(Collected data)
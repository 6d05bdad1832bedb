//! Application configuration

use std::path::Path;
use std::time::Duration;

use config::{Config, ConfigError, Environment, File};
use serde::Deserialize;
use serde_with::serde_as;

use crate::errors::LaunchTrackerError;
use crate::links::Platform;
use crate::models::UserLocation;

pub const DEFAULT_BASE_URL: &str = "https://api.spacexdata.com";
const DEFAULT_TIMEOUT_SECS: u64 = 30;

#[derive(Debug, Deserialize, Clone)]
pub struct AppConfig {
    pub api: ApiConfig,
    /// Fixed device position; absent means location access is denied
    #[serde(default)]
    pub location: Option<UserLocation>,
    #[serde(default)]
    pub platform: Platform,
    /// Show developer diagnostics on the map screen
    #[serde(default)]
    pub debug: bool,
}

#[serde_as]
#[derive(Debug, Deserialize, Clone)]
pub struct ApiConfig {
    pub base_url: String,
    /// Transport timeout for a single request
    #[serde_as(as = "serde_with::DurationSeconds<u64>")]
    pub timeout: Duration,
}

impl Default for ApiConfig {
    fn default() -> Self {
        Self {
            base_url: DEFAULT_BASE_URL.to_string(),
            timeout: Duration::from_secs(DEFAULT_TIMEOUT_SECS),
        }
    }
}

impl AppConfig {
    pub fn load() -> Result<Self, ConfigError> {
        Self::load_from("config/default")
    }

    /// Load from the given config file (optional) overlaid with environment
    pub fn load_from(path: impl AsRef<Path>) -> Result<Self, ConfigError> {
        let path = path.as_ref().to_string_lossy().into_owned();
        let config = Config::builder()
            .set_default("api.base_url", DEFAULT_BASE_URL)?
            .set_default("api.timeout", DEFAULT_TIMEOUT_SECS)?
            .add_source(File::with_name(&path).required(false))
            .add_source(
                Environment::with_prefix("LAUNCHTRACKER")
                    .prefix_separator("__")
                    .separator("__")
                    .try_parsing(true),
            )
            .build()?;

        config.try_deserialize()
    }
}

impl ApiConfig {
    /// Validate configuration parameters
    pub fn validate(&self) -> Result<(), LaunchTrackerError> {
        self.validate_base_url()?;
        self.validate_timeout()?;
        Ok(())
    }

    fn validate_base_url(&self) -> Result<(), LaunchTrackerError> {
        if self.base_url.trim().is_empty() {
            return Err(LaunchTrackerError::ConfigurationError {
                message: "API base URL cannot be empty".to_string(),
            });
        }
        reqwest::Url::parse(&self.base_url).map_err(|e| LaunchTrackerError::ConfigurationError {
            message: format!("Invalid API base URL {}: {}", self.base_url, e),
        })?;
        Ok(())
    }

    fn validate_timeout(&self) -> Result<(), LaunchTrackerError> {
        if self.timeout.is_zero() {
            return Err(LaunchTrackerError::ConfigurationError {
                message: "Timeout must be greater than zero".to_string(),
            });
        }
        Ok(())
    }
}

**PROBLEM STATEMENT:** Could you reproduce every record above exactly as it stands?

**RESULT OF THE TASK:**
repository 6d05bdad1832bedb
//! Application configuration

use std::path::Path;
use std::time::Duration;

use config::{Config, ConfigError, Environment, File};
use serde::Deserialize;
use serde_with::serde_as;

use crate::errors::LaunchTrackerError;
use crate::links::Platform;
use crate::models::UserLocation;

pub const DEFAULT_BASE_URL: &str = "https://api.spacexdata.com";
const DEFAULT_TIMEOUT_SECS: u64 = 30;

#[derive(Debug, Deserialize, Clone)]
pub struct AppConfig {
    pub api: ApiConfig,
    /// Fixed device position; absent means location access is denied
    #[serde(default)]
    pub location: Option<UserLocation>,
    #[serde(default)]
    pub platform: Platform,
    /// Show developer diagnostics on the map screen
    #[serde(default)]
    pub debug: bool,
}

#[serde_as]
#[derive(Debug, Deserialize, Clone)]
pub struct ApiConfig {
    pub base_url: String,
    /// Transport timeout for a single request
    #[serde_as(as = "serde_with::DurationSeconds<u64>")]
    pub timeout: Duration,
}

impl Default for ApiConfig {
    fn default() -> Self {
        Self {
            base_url: DEFAULT_BASE_URL.to_string(),
            timeout: Duration::from_secs(DEFAULT_TIMEOUT_SECS),
        }
    }
}

impl AppConfig {
    pub fn load() -> Result<Self, ConfigError> {
        Self::load_from("config/default")
    }

    /// Load from the given config file (optional) overlaid with environment
    pub fn load_from(path: impl AsRef<Path>) -> Result<Self, ConfigError> {
        let path = path.as_ref().to_string_lossy().into_owned();
        let config = Config::builder()
            .set_default("api.base_url", DEFAULT_BASE_URL)?
            .set_default("api.timeout", DEFAULT_TIMEOUT_SECS)?
            .add_source(File::with_name(&path).required(false))
            .add_source(
                Environment::with_prefix("LAUNCHTRACKER")
                    .prefix_separator("__")
                    .separator("__")
                    .try_parsing(true),
            )
            .build()?;

        config.try_deserialize()
    }
}

impl ApiConfig {
    /// Validate configuration parameters
    pub fn validate(&self) -> Result<(), LaunchTrackerError> {
        self.validate_base_url()?;
        self.validate_timeout()?;
        Ok(())
    }

    fn validate_base_url(&self) -> Result<(), LaunchTrackerError> {
        if self.base_url.trim().is_empty() {
            return Err(LaunchTrackerError::ConfigurationError {
                message: "API base URL cannot be empty".to_string(),
            });
        }
        reqwest::Url::parse(&self.base_url).map_err(|e| LaunchTrackerError::ConfigurationError {
            message: format!("Invalid API base URL {}: {}", self.base_url, e),
        })?;
        Ok(())
    }

    fn validate_timeout(&self) -> Result<(), LaunchTrackerError> {
        if self.timeout.is_zero() {
            return Err(LaunchTrackerError::ConfigurationError {
                message: "Timeout must be greater than zero".to_string(),
            });
        }
        Ok(())
    }
}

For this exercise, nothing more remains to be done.